Life on Campus / Winter 2006
Dangerous Liaisons

Zoologist Maydianne Andrade makes an intriguing discovery about the bizarre mating habits of redback spiders


Zoologist Maydianne Andrade

Zoologist Maydianne Andrade

UTSC zoology professor Maydianne Andrade (MSc 1995) remembers the first time she witnessed the brutal mating ritual of Australian redback spiders, a close relative of the black widow. It was 12 years ago and Andrade, a graduate student, had been at the lab all night watching the spiders’ extended courtship. Then the main event happened: the male deliberately positioned himself over his lover’s fangs – while still copulating – and was soon consumed. “I ran around the department in a sort of eureka moment,” she says. Andrade and her research colleagues had heard about the bizarre cannibalistic act, but she was the first in her lab to witness it.

This fall, Popular Science magazine named Andrade, 36, one of its “Brilliant 10” young scientists in North America. In 1996, her pioneering work on redback spiders’ mating habits was published in the prestigious journal Science. While other scientists had proposed that the males sacrificed themselves to literally feed their future offspring, Andrade proved that their suicidal behaviour is in fact an act of self-interest, allowing them to copulate for longer and fertilize more eggs. Male redbacks greatly outnumber females and only 10 to 20 per cent live long enough to find a willing mate, so any opportunity to spread their genes is worth dying for.

One of Andrade’s most recent discoveries is that male redbacks actually break off their copulatory organs in females to prevent other suitors from usurping their paternity. “This is about the power and elegance of natural selection to create these amazing behavioural strategies that you would just never predict,” she says.

Andrade currently has between 1,500 and 2,000 redbacks in her University of Toronto at Scarborough lab, along with a few pet tarantulas. In an adjoining workspace, her husband, Professor Andrew Mason, studies hearing systems in the parasitic fly and acoustic signalling in insects such as crickets and spiders.

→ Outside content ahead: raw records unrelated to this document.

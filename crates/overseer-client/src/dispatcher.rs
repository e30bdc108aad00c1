//! Push-event fan-out.

use overseer_protocol::{EventFrame, is_system_event};

use crate::listeners::{ListenerHandle, ListenerSet};

/// Where a dispatched event goes after the raw listeners have seen it.
#[derive(Clone, Copy, Debug, PartialEq, Eq)]
pub enum Route {
    /// Connection bookkeeping (`health`, `tick`, `presence`); updates the
    /// gateway snapshot only.
    System,
    /// Forwarded to the normalizer.
    Domain,
}

/// Fans every inbound event frame out to raw listeners, then classifies it.
pub struct EventDispatcher {
    listeners: ListenerSet<EventFrame>,
}

impl EventDispatcher {
    /// Empty dispatcher.
    pub fn new() -> Self {
        Self {
            listeners: ListenerSet::new(),
        }
    }

    /// Register a raw listener. It sees every frame, system events included.
    pub fn subscribe(
        &self,
        listener: impl Fn(&EventFrame) + Send + Sync + 'static,
    ) -> ListenerHandle {
        self.listeners.add(listener)
    }

    /// Deliver `frame` to every listener and return its route.
    #[must_use]
    pub fn dispatch(&self, frame: &EventFrame) -> Route {
        self.listeners.emit(frame);
        if is_system_event(&frame.event) {
            Route::System
        } else {
            Route::Domain
        }
    }

    /// Number of registered listeners.
    pub fn listener_count(&self) -> usize {
        self.listeners.len()
    }
}

impl Default for EventDispatcher {
    fn default() -> Self {
        Self::new()
    }
}
//! # overseer
//!
//! Command-line consumer of the gateway client: lists sessions, tails
//! reconciled state changes and issues raw RPCs.

#![deny(unsafe_code)]

mod render;

use std::path::PathBuf;

use anyhow::{Context, Result};
use clap::{Parser, Subcommand};
use overseer_client::GatewayClient;
use overseer_settings::OverseerSettings;
use tokio::sync::broadcast::error::RecvError;

/// Watch agent sessions on a gateway.
#[derive(Parser, Debug)]
#[command(name = "overseer", about = "Watch agent sessions on a gateway", version)]
struct Cli {
    /// Gateway WebSocket URL (overrides settings).
    #[arg(long)]
    url: Option<String>,

    /// Gateway token (overrides settings).
    #[arg(long, env = "OVERSEER_GATEWAY_TOKEN", hide_env_values = true)]
    token: Option<String>,

    /// Settings file (default `~/.overseer/settings.json`).
    #[arg(long)]
    settings: Option<PathBuf>,

    /// Log filter (overrides settings; `RUST_LOG` wins over both).
    #[arg(long)]
    log_level: Option<String>,

    /// Emit logs as JSON.
    #[arg(long)]
    json_logs: bool,

    #[command(subcommand)]
    command: Command,
}

#[derive(Subcommand, Debug)]
enum Command {
    /// Print every known session.
    Sessions,
    /// Print one line per state change until Ctrl-C.
    Watch,
    /// Issue a raw RPC and pretty-print its payload.
    Call {
        /// Method name, e.g. `status`.
        method: String,
        /// Params as a JSON document.
        params: Option<String>,
    },
}

impl Cli {
    fn load_settings(&self) -> Result<OverseerSettings> {
        let path = self
            .settings
            .clone()
            .unwrap_or_else(overseer_settings::settings_path);
        let mut settings = overseer_settings::load_settings_from_path(&path)
            .with_context(|| format!("Failed to load settings from {}", path.display()))?;
        if let Some(ref url) = self.url {
            settings.gateway.url.clone_from(url);
        }
        if self.token.is_some() {
            settings.gateway.token.clone_from(&self.token);
        }
        if let Some(ref level) = self.log_level {
            settings.logging.level.clone_from(level);
        }
        settings.validate().context("Invalid settings")?;
        Ok(settings)
    }
}

#[tokio::main]
async fn main() -> Result<()> {
    let args = Cli::parse();
    let settings = args.load_settings()?;

    if args.json_logs {
        overseer_logging::init_json_subscriber(&settings.logging.level);
    } else {
        overseer_logging::init_subscriber(&settings.logging.level);
    }

    let client = GatewayClient::from_settings(&settings);
    let hello = client
        .connect()
        .await
        .with_context(|| format!("Failed to connect to {}", settings.gateway.url))?;
    tracing::info!(
        server = %hello.server.version,
        methods = hello.features.methods.len(),
        "connected"
    );

    let outcome = match args.command {
        Command::Sessions => sessions(&client).await,
        Command::Watch => watch(&client).await,
        Command::Call { method, params } => call(&client, &method, params.as_deref()).await,
    };
    client.disconnect();
    outcome
}

async fn sessions(client: &GatewayClient) -> Result<()> {
    let _ = client
        .refresh_sessions()
        .await
        .context("Failed to list sessions")?;
    for session in client.state().sessions() {
        println!("{}", render::session_line(&session));
    }
    Ok(())
}

async fn watch(client: &GatewayClient) -> Result<()> {
    let mut changes = client.state().subscribe();
    let _status = client.on_connection_change(|status| eprintln!("[connection] {status}"));
    let _ = client
        .refresh_sessions()
        .await
        .context("Failed to list sessions")?;

    loop {
        tokio::select! {
            signal = tokio::signal::ctrl_c() => {
                signal.context("Failed to listen for ctrl-c")?;
                break;
            }
            change = changes.recv() => match change {
                Ok(change) => {
                    if let Some(line) = render::change_line(client.state(), &change) {
                        println!("{line}");
                    }
                }
                Err(RecvError::Lagged(skipped)) => {
                    tracing::warn!(skipped, "change stream lagged");
                }
                Err(RecvError::Closed) => break,
            }
        }
    }
    Ok(())
}

async fn call(client: &GatewayClient, method: &str, params: Option<&str>) -> Result<()> {
    let params = params
        .map(serde_json::from_str)
        .transpose()
        .context("params must be a JSON document")?;
    let payload = client
        .request(method, params)
        .await
        .with_context(|| format!("{method} failed"))?;
    println!("{}", serde_json::to_string_pretty(&payload)?);
    Ok(())
}
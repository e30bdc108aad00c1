//! Gateway connection settings.

use serde::{Deserialize, Serialize};

/// How to reach and authenticate with the gateway.
#[derive(Clone, Debug, Serialize, Deserialize)]
#[serde(rename_all = "camelCase", default)]
pub struct GatewaySettings {
    /// WebSocket URL of the gateway.
    pub url: String,
    /// Opaque gateway token.
    #[serde(skip_serializing_if = "Option::is_none")]
    pub token: Option<String>,
    /// Identity announced in the connect request.
    pub client: ClientIdentity,
    /// Requested role.
    #[serde(skip_serializing_if = "Option::is_none")]
    pub role: Option<String>,
    /// Requested scopes.
    pub scopes: Vec<String>,
    /// Client locale.
    #[serde(skip_serializing_if = "Option::is_none")]
    pub locale: Option<String>,
    /// User agent string.
    #[serde(skip_serializing_if = "Option::is_none")]
    pub user_agent: Option<String>,
    /// Window for the whole challenge/connect/hello exchange.
    pub handshake_timeout_ms: u64,
    /// Per-request deadline.
    pub request_timeout_ms: u64,
    /// Delay before the single reconnect attempt after an abnormal close.
    pub reconnect_delay_ms: u64,
    /// Whether to reconnect at all after an abnormal close.
    pub auto_reconnect: bool,
}

impl Default for GatewaySettings {
    fn default() -> Self {
        Self {
            url: "ws://127.0.0.1:18789".to_string(),
            token: None,
            client: ClientIdentity::default(),
            role: Some("operator".to_string()),
            scopes: vec!["operator.read".to_string()],
            locale: None,
            user_agent: Some(format!("overseer/{}", env!("CARGO_PKG_VERSION"))),
            handshake_timeout_ms: 10_000,
            request_timeout_ms: 30_000,
            reconnect_delay_ms: 5_000,
            auto_reconnect: true,
        }
    }
}

/// Client identity block.
#[derive(Clone, Debug, Serialize, Deserialize)]
#[serde(rename_all = "camelCase", default)]
pub struct ClientIdentity {
    /// Client identifier.
    pub id: String,
    /// Client version.
    pub version: String,
    /// Host OS.
    pub platform: String,
    /// Client mode.
    pub mode: String,
    /// Optional display name.
    #[serde(skip_serializing_if = "Option::is_none")]
    pub display_name: Option<String>,
}

impl Default for ClientIdentity {
    fn default() -> Self {
        Self {
            id: "overseer".to_string(),
            version: env!("CARGO_PKG_VERSION").to_string(),
            platform: std::env::consts::OS.to_string(),
            mode: "ui".to_string(),
            display_name: None,
        }
    }
}
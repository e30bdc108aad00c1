//! Reconciled records exposed to readers.
//!
//! Everything here is a plain value: readers always receive clones, never
//! references into the reconciler.

use std::fmt;

use chrono::{DateTime, Utc};
use overseer_protocol::{SessionKey, Usage};
use serde::{Deserialize, Serialize};
use serde_json::Value;

use crate::retention::ProcessOutput;

/// Consumer-facing status of a session.
#[derive(Clone, Copy, Debug, PartialEq, Eq, Hash, Serialize, Deserialize)]
#[serde(rename_all = "lowercase")]
pub enum SessionStatus {
    /// A run is producing output.
    Thinking,
    /// Recently finished a run.
    Active,
    /// Updated within the idle threshold.
    Idle,
    /// Updated recently and still consuming tokens.
    Working,
    /// Last run was aborted.
    Error,
    /// Not updated for a long time.
    Stopped,
}

impl SessionStatus {
    /// Lowercase label.
    pub fn as_str(self) -> &'static str {
        match self {
            Self::Thinking => "thinking",
            Self::Active => "active",
            Self::Idle => "idle",
            Self::Working => "working",
            Self::Error => "error",
            Self::Stopped => "stopped",
        }
    }
}

impl fmt::Display for SessionStatus {
    fn fmt(&self, f: &mut fmt::Formatter<'_>) -> fmt::Result {
        f.write_str(self.as_str())
    }
}

/// One conversation/agent context, identified by its full key.
#[derive(Clone, Debug, PartialEq, Serialize, Deserialize)]
#[serde(rename_all = "camelCase")]
pub struct Session {
    /// Canonical key.
    pub key: String,
    /// Parsed view of the key.
    pub parsed: SessionKey,
    /// Current status.
    pub status: SessionStatus,
    /// Model in use, from listings.
    pub model: Option<String>,
    /// Display label, from listings.
    pub display_name: Option<String>,
    /// Cumulative prompt tokens.
    pub input_tokens: Option<u64>,
    /// Cumulative completion tokens.
    pub output_tokens: Option<u64>,
    /// Cumulative total tokens.
    pub total_tokens: Option<u64>,
    /// Last time anything happened in this session.
    pub last_activity: Option<DateTime<Utc>>,
    /// Parent session, for sub-agents.
    pub parent_key: Option<String>,
    /// True when `parent_key` was inferred rather than reported.
    pub parent_inferred: bool,
}

impl Session {
    /// A fresh session with no observations yet.
    pub fn new(key: &str) -> Self {
        Self {
            key: key.to_string(),
            parsed: SessionKey::parse(key),
            status: SessionStatus::Active,
            model: None,
            display_name: None,
            input_tokens: None,
            output_tokens: None,
            total_tokens: None,
            last_activity: None,
            parent_key: None,
            parent_inferred: false,
        }
    }
}

/// What an [`Action`] currently represents.
#[derive(Clone, Copy, Debug, PartialEq, Eq, Hash, Serialize, Deserialize)]
#[serde(rename_all = "snake_case")]
pub enum ActionKind {
    /// Run started.
    Start,
    /// Run is emitting output.
    Streaming,
    /// Run finished.
    Complete,
    /// Run aborted.
    Aborted,
    /// Run failed.
    Error,
    /// Tool invocation.
    ToolCall,
    /// Tool output.
    ToolResult,
}

impl ActionKind {
    /// Tool records are keyed separately from the run's primary record.
    pub fn is_tool(self) -> bool {
        matches!(self, Self::ToolCall | Self::ToolResult)
    }

    /// Lowercase label.
    pub fn as_str(self) -> &'static str {
        match self {
            Self::Start => "start",
            Self::Streaming => "streaming",
            Self::Complete => "complete",
            Self::Aborted => "aborted",
            Self::Error => "error",
            Self::ToolCall => "tool_call",
            Self::ToolResult => "tool_result",
        }
    }
}

impl fmt::Display for ActionKind {
    fn fmt(&self, f: &mut fmt::Formatter<'_>) -> fmt::Result {
        f.write_str(self.as_str())
    }
}

/// Reconciled record of one run's lifecycle or one tool call.
#[derive(Clone, Debug, PartialEq, Serialize, Deserialize)]
#[serde(rename_all = "camelCase")]
pub struct Action {
    /// Run id for lifecycle records, `<runId>:<seq>` for tool records.
    pub id: String,
    /// Owning run.
    pub run_id: Option<String>,
    /// Owning session; `None` while unresolved.
    pub session_key: Option<String>,
    /// Sequence number of the latest event applied.
    pub seq: u64,
    /// Current state.
    pub kind: ActionKind,
    /// Latest text.
    pub content: Option<String>,
    /// Tool name, for tool records.
    pub tool_name: Option<String>,
    /// Tool arguments, for tool records.
    pub tool_args: Option<Value>,
    /// When the action began.
    pub started_at: DateTime<Utc>,
    /// When the action ended.
    pub ended_at: Option<DateTime<Utc>>,
    /// Last time the record changed.
    pub updated_at: DateTime<Utc>,
    /// Token usage of a finished run.
    pub usage: Option<Usage>,
    /// Stop reason of a finished run.
    pub stop_reason: Option<String>,
}

/// A process (exec) observed through exec events.
#[derive(Clone, Debug, PartialEq, Serialize, Deserialize)]
#[serde(rename_all = "camelCase")]
pub struct Process {
    /// `<runId|unresolved>:<pid|->`.
    pub key: String,
    /// Owning run.
    pub run_id: Option<String>,
    /// Owning session; `None` while unresolved.
    pub session_key: Option<String>,
    /// OS process id.
    pub pid: Option<u64>,
    /// Command line.
    pub command: Option<String>,
    /// Start time.
    pub started_at: Option<DateTime<Utc>>,
    /// Completion time.
    pub ended_at: Option<DateTime<Utc>>,
    /// Exit code.
    pub exit_code: Option<i64>,
    /// Reported duration.
    pub duration_ms: Option<u64>,
    /// Retained output.
    pub output: ProcessOutput,
}

impl Process {
    /// An empty process record.
    pub fn new(key: String, run_id: Option<String>, pid: Option<u64>) -> Self {
        Self {
            key,
            run_id,
            session_key: None,
            pid,
            command: None,
            started_at: None,
            ended_at: None,
            exit_code: None,
            duration_ms: None,
            output: ProcessOutput::default(),
        }
    }

    /// Whether no completion has been seen yet.
    pub fn is_running(&self) -> bool {
        self.ended_at.is_none()
    }
}

/// Change notification published by the reconciler.
#[derive(Clone, Debug, PartialEq, Eq)]
pub enum StateChange {
    /// A session was created or modified.
    SessionUpserted(String),
    /// An action was created or modified.
    ActionUpserted(String),
    /// A process was created or modified.
    ProcessUpdated(String),
    /// The oldest action was evicted to stay under the cap.
    ActionRemoved(String),
    /// The oldest process was evicted to stay under the cap.
    ProcessRemoved(String),
    /// All state was discarded.
    Reset,
}
//! Text extraction from message content.
//!
//! Content is either a bare string or an ordered list of typed blocks.
//! Only blocks whose `type` is `"text"` contribute; their `text` fields are
//! concatenated in order with no separator. Tool call/result blocks are
//! skipped.

use serde_json::Value;

/// Extract the text of a content value.
///
/// Returns `None` when there is no text block at all, which is distinct
/// from `Some("")` (a text block whose text is empty).
pub fn extract_text(content: &Value) -> Option<String> {
    match content {
        Value::String(s) => Some(s.clone()),
        Value::Array(blocks) => {
            let mut found = false;
            let mut out = String::new();
            for block in blocks {
                if block.get("type").and_then(Value::as_str) != Some("text") {
                    continue;
                }
                if let Some(text) = block.get("text").and_then(Value::as_str) {
                    found = true;
                    out.push_str(text);
                }
            }
            found.then_some(out)
        }
        _ => None,
    }
}

/// Extract the text of a chat message.
///
/// Accepts either a message object (its `content` field is used) or a bare
/// content value.
pub fn extract_message_text(message: &Value) -> Option<String> {
    match message {
        Value::Object(map) => map.get("content").and_then(extract_text),
        other => extract_text(other),
    }
}
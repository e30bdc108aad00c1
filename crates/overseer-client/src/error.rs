//! Gateway client error types.

use thiserror::Error;

/// Errors surfaced by [`GatewayClient`](crate::GatewayClient).
///
/// `Clone` so that every caller collapsed onto one connect attempt receives
/// the same outcome.
#[derive(Clone, Debug, PartialEq, Eq, Error)]
pub enum GatewayError {
    /// The gateway rejected the connect request.
    #[error("handshake rejected: {reason}")]
    Handshake {
        /// Server-supplied message.
        reason: String,
    },

    /// No hello-ok within the handshake window.
    #[error("handshake timed out after {timeout_ms}ms")]
    HandshakeTimeout {
        /// The window that elapsed.
        timeout_ms: u64,
    },

    /// Transport failure (open, read or write).
    #[error("socket error: {0}")]
    Socket(String),

    /// The gateway answered a call with `ok: false`.
    #[error("gateway error [{code}]: {message}")]
    Rpc {
        /// Machine-readable code.
        code: String,
        /// Human-readable message.
        message: String,
    },

    /// No response within the request deadline.
    #[error("{method} timed out after {timeout_ms}ms")]
    RequestTimeout {
        /// Method that timed out.
        method: String,
        /// The deadline that elapsed.
        timeout_ms: u64,
    },

    /// The connection carrying the call went away.
    #[error("gateway connection closed")]
    Disconnected,

    /// No authenticated connection to send on.
    #[error("not connected to gateway")]
    NotConnected,

    /// Unexpected frame or payload.
    #[error("protocol error: {0}")]
    Protocol(String),
}

impl GatewayError {
    /// Whether retrying the same operation later may succeed.
    pub fn is_retryable(&self) -> bool {
        matches!(
            self,
            Self::HandshakeTimeout { .. }
                | Self::Socket(_)
                | Self::RequestTimeout { .. }
                | Self::Disconnected
                | Self::NotConnected
        )
    }
}
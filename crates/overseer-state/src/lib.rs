//! # overseer-state
//!
//! Event-derived state for the overseer gateway client.
//!
//! - [`normalize()`]: pure mapping from a raw event frame to an optional
//!   [`NormalizedUpdate`]
//! - [`Reconciler`]: the session/action/process store the updates are
//!   folded into, with snapshot reads and change notifications
//! - [`derive_status`]: cold-start status from a bulk listing row
//! - [`ActivityLog`]: bounded activity history and sub-agent parent inference
//! - [`ProcessOutput`]: bounded per-process output retention

#![deny(unsafe_code)]

pub mod lineage;
pub mod model;
pub mod normalize;
pub mod reconciler;
pub mod retention;
pub mod status;

pub use lineage::ActivityLog;
pub use model::{Action, ActionKind, Process, Session, SessionStatus, StateChange};
pub use normalize::{
    ActionUpdate, NormalizedUpdate, ProcessEvent, ProcessUpdate, SessionDelta, normalize,
};
pub use reconciler::{Reconciler, ReconcilerConfig};
pub use retention::{OutputChunk, OutputLimits, ProcessOutput};
pub use status::{StatusThresholds, derive_status};
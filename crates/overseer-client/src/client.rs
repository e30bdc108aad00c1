//! The gateway client.
//!
//! One [`GatewayClient`] owns at most one physical WebSocket link. All
//! inbound frames are decoded on a single read task per link; callers of
//! [`GatewayClient::request`] suspend independently on the correlator.
//!
//! Every connect attempt starts a new *generation*. Frames, deadlines and
//! close notifications tagged with an older generation are ignored, which
//! keeps a stale socket from touching the state of its successor.

use std::sync::Arc;
use std::sync::atomic::{AtomicU64, Ordering};
use std::time::Duration;

use chrono::Utc;
use futures::future::{BoxFuture, Shared};
use futures::stream::{SplitSink, SplitStream};
use futures::{FutureExt, SinkExt, StreamExt};
use overseer_protocol::events::names as event_names;
use overseer_protocol::methods::names as method_names;
use overseer_protocol::{
    ChatHistory, ChatHistoryParams, ConnectChallenge, EventFrame, Frame, HelloOk, RequestFrame,
    SessionsList,
};
use overseer_settings::OverseerSettings;
use overseer_state::{Reconciler, ReconcilerConfig};
use parking_lot::{Mutex, ReentrantMutex, RwLock};
use serde::de::DeserializeOwned;
use serde_json::Value;
use tokio::net::TcpStream;
use tokio::sync::{mpsc, oneshot};
use tokio::task::JoinHandle;
use tokio_tungstenite::tungstenite::Message;
use tokio_tungstenite::tungstenite::protocol::CloseFrame;
use tokio_tungstenite::tungstenite::protocol::frame::coding::CloseCode;
use tokio_tungstenite::{MaybeTlsStream, WebSocketStream, connect_async};
use tokio_util::sync::CancellationToken;
use tracing::{debug, info, instrument, warn};

use crate::config::ClientConfig;
use crate::correlator::Correlator;
use crate::dispatcher::{EventDispatcher, Route};
use crate::error::GatewayError;
use crate::listeners::{ListenerHandle, ListenerSet};
use crate::snapshot::{ConnectionStatus, GatewaySnapshot};

type WsStream = WebSocketStream<MaybeTlsStream<TcpStream>>;
type ConnectAttempt = Shared<BoxFuture<'static, Result<HelloOk, GatewayError>>>;

#[derive(Clone)]
struct Target {
    url: String,
    token: Option<String>,
}

/// One physical connection.
struct Link {
    generation: u64,
    outbound: mpsc::UnboundedSender<Message>,
    authenticated: bool,
    reader: JoinHandle<()>,
}

// ─────────────────────────────────────────────────────────────────────────────
// Public handle
// ─────────────────────────────────────────────────────────────────────────────

/// Handle to a gateway connection. Cheap to clone; clones share the link.
#[derive(Clone)]
pub struct GatewayClient {
    inner: Arc<ClientInner>,
}

impl GatewayClient {
    /// Client with its own default-configured reconciler.
    pub fn new(config: ClientConfig) -> Self {
        Self::with_state(config, Arc::new(Reconciler::default()))
    }

    /// Client feeding an existing reconciler.
    pub fn with_state(config: ClientConfig, state: Arc<Reconciler>) -> Self {
        let target = Target {
            url: config.url.clone(),
            token: config.token.clone(),
        };
        Self {
            inner: Arc::new(ClientInner {
                config,
                target: RwLock::new(target),
                generation: AtomicU64::new(0),
                status: RwLock::new(ConnectionStatus::Disconnected),
                transition: ReentrantMutex::new(()),
                status_listeners: ListenerSet::new(),
                dispatcher: EventDispatcher::new(),
                correlator: Correlator::new(),
                link: Mutex::new(None),
                attempt: Mutex::new(None),
                attempts: AtomicU64::new(0),
                hello: RwLock::new(None),
                snapshot: RwLock::new(GatewaySnapshot::default()),
                reconnect: Mutex::new(None),
                state,
            }),
        }
    }

    /// Client and reconciler both configured from loaded settings.
    pub fn from_settings(settings: &OverseerSettings) -> Self {
        Self::with_state(
            ClientConfig::from_settings(&settings.gateway),
            Arc::new(Reconciler::new(ReconcilerConfig::from_settings(settings))),
        )
    }

    /// The active configuration.
    pub fn config(&self) -> &ClientConfig {
        &self.inner.config
    }

    /// The reconciler fed by this client's events.
    pub fn state(&self) -> &Arc<Reconciler> {
        &self.inner.state
    }

    /// Current connection status.
    pub fn connection_status(&self) -> ConnectionStatus {
        *self.inner.status.read()
    }

    /// Whether the handshake has completed on the current link.
    pub fn is_connected(&self) -> bool {
        self.connection_status() == ConnectionStatus::Connected
    }

    /// Handshake result of the current link.
    pub fn hello(&self) -> Option<HelloOk> {
        self.inner.hello.read().clone()
    }

    /// Latest presence/health snapshot.
    pub fn snapshot(&self) -> GatewaySnapshot {
        self.inner.snapshot.read().clone()
    }

    /// Number of requests awaiting a response.
    pub fn pending_requests(&self) -> usize {
        self.inner.correlator.pending_count()
    }

    /// Receive every raw event frame, system events included.
    pub fn on_event(
        &self,
        listener: impl Fn(&EventFrame) + Send + Sync + 'static,
    ) -> ListenerHandle {
        self.inner.dispatcher.subscribe(listener)
    }

    /// Receive connection status transitions. Repeated identical statuses
    /// are not re-announced.
    pub fn on_connection_change(
        &self,
        listener: impl Fn(&ConnectionStatus) + Send + Sync + 'static,
    ) -> ListenerHandle {
        self.inner.status_listeners.add(listener)
    }

    /// Connect and complete the handshake.
    ///
    /// Returns the existing handshake result when already connected.
    /// Concurrent calls share the in-flight attempt instead of opening a
    /// second socket.
    pub async fn connect(&self) -> Result<HelloOk, GatewayError> {
        let attempt = {
            let mut slot = self.inner.attempt.lock();
            if slot.is_none() && self.is_connected() {
                if let Some(hello) = self.hello() {
                    return Ok(hello);
                }
            }
            match slot.as_ref() {
                Some((_, attempt)) => attempt.clone(),
                None => {
                    let id = self.inner.attempts.fetch_add(1, Ordering::SeqCst) + 1;
                    let inner = Arc::clone(&self.inner);
                    let task = tokio::spawn(inner.run_connect(id));
                    let attempt = async move {
                        task.await.unwrap_or_else(|err| {
                            Err(GatewayError::Socket(format!("connect task failed: {err}")))
                        })
                    }
                    .boxed()
                    .shared();
                    *slot = Some((id, attempt.clone()));
                    attempt
                }
            }
        };
        attempt.await
    }

    /// Point the client at `url` with `token`, then [`connect`](Self::connect).
    ///
    /// While already connected the new target only applies to the next
    /// attempt.
    pub async fn connect_to(
        &self,
        url: impl Into<String>,
        token: Option<String>,
    ) -> Result<HelloOk, GatewayError> {
        *self.inner.target.write() = Target {
            url: url.into(),
            token,
        };
        self.connect().await
    }

    /// Close the link and stop any scheduled reconnect.
    ///
    /// Pending requests are rejected with [`GatewayError::Disconnected`]. An
    /// in-flight connect attempt is abandoned; the next
    /// [`connect`](Self::connect) starts a fresh one.
    pub fn disconnect(&self) {
        let inner = &self.inner;
        let _ = inner.generation.fetch_add(1, Ordering::SeqCst);
        *inner.attempt.lock() = None;
        inner.cancel_reconnect();
        inner.teardown_link();
        inner.correlator.reject_all(&GatewayError::Disconnected);
        *inner.hello.write() = None;
        info!("gateway disconnected by client");
        inner.set_status(ConnectionStatus::Disconnected);
    }

    /// Issue one RPC on the authenticated link.
    #[instrument(skip_all, name = "gateway.request", fields(method = %method))]
    pub async fn request(
        &self,
        method: &str,
        params: Option<Value>,
    ) -> Result<Value, GatewayError> {
        let generation = match self.inner.link.lock().as_ref() {
            Some(link) if link.authenticated => link.generation,
            _ => return Err(GatewayError::NotConnected),
        };
        let inner = &self.inner;
        inner
            .correlator
            .call(method, params, inner.config.request_timeout, |frame| {
                inner.send(generation, frame)
            })
            .await
    }

    // ── typed methods ──

    /// `sessions.list`.
    pub async fn sessions_list(&self) -> Result<SessionsList, GatewayError> {
        let payload = self.request(method_names::SESSIONS_LIST, None).await?;
        decode(method_names::SESSIONS_LIST, payload)
    }

    /// `sessions.list`, folded into the reconciler. Returns the row count.
    pub async fn refresh_sessions(&self) -> Result<usize, GatewayError> {
        let list = self.sessions_list().await?;
        self.inner.state.reconcile_listing(&list.sessions, Utc::now());
        debug!(sessions = list.sessions.len(), "session listing reconciled");
        Ok(list.sessions.len())
    }

    /// `chat.history` for one session.
    pub async fn chat_history(
        &self,
        session_key: &str,
        limit: Option<u32>,
    ) -> Result<ChatHistory, GatewayError> {
        let params = ChatHistoryParams {
            session_key: session_key.to_string(),
            limit,
        };
        let params = serde_json::to_value(params)
            .map_err(|err| GatewayError::Protocol(err.to_string()))?;
        let payload = self.request(method_names::CHAT_HISTORY, Some(params)).await?;
        decode(method_names::CHAT_HISTORY, payload)
    }

    /// `usage.cost`, passed through untouched.
    pub async fn usage_cost(&self, params: Option<Value>) -> Result<Value, GatewayError> {
        self.request(method_names::USAGE_COST, params).await
    }

    /// `status`, passed through untouched.
    pub async fn status(&self) -> Result<Value, GatewayError> {
        self.request(method_names::STATUS, None).await
    }
}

Not surprisingly, their three-year-old daughter “likes creepy-crawlies,” although spiders were an acquired taste for Andrade. “I wasn’t phobic as a child,” she says, “but I wasn’t a big fan.” Today, though, she can’t imagine ever getting bored with the eight-legged creatures. “Even now, they’re always surprising me.”


Reader Comments

# 1
Posted by Scott Anderson on March 20th, 2009 @ 1:26 pm

Professor Andrade is to be commended for her extraordinary work on the mating habits of redback spiders.

However, it seems to me a little presumptuous to claim that the dying male knowingly and deliberately breaks his copulatory organ in order to prevent other males from copulating with the same female. Is the dying insect really concerned about a future lover? Perhaps the rigid organ simply snaps in the death agony of the hapless male.

We then have the remarkable statement that all this is the result of natural selection. Freely confessing my ignorance and naiveté, could someone tell me how natural selection would create this dance of death?

Paul W. Roberts
MD 1947
Markham, Ontario

# 2
Posted by Scott Anderson on March 20th, 2009 @ 1:27 pm

Prof. Andrade responds: “Deliberately” is shorthand, and is not meant to imply cognition. In redback spiders, the male sex organ has a defined breaking point and fits directly into the female’s genitalia in a way that prevents sperm of subsequent males from entering. Even males that manage to survive the copulation (those that are not cannibalized) leave this structure behind in the female. Accurate placement of the “plug” results in close to 100 per cent paternity. I suggest Richard Dawkins’ classic The Selfish Gene for an accessible discussion of natural selection and its implications.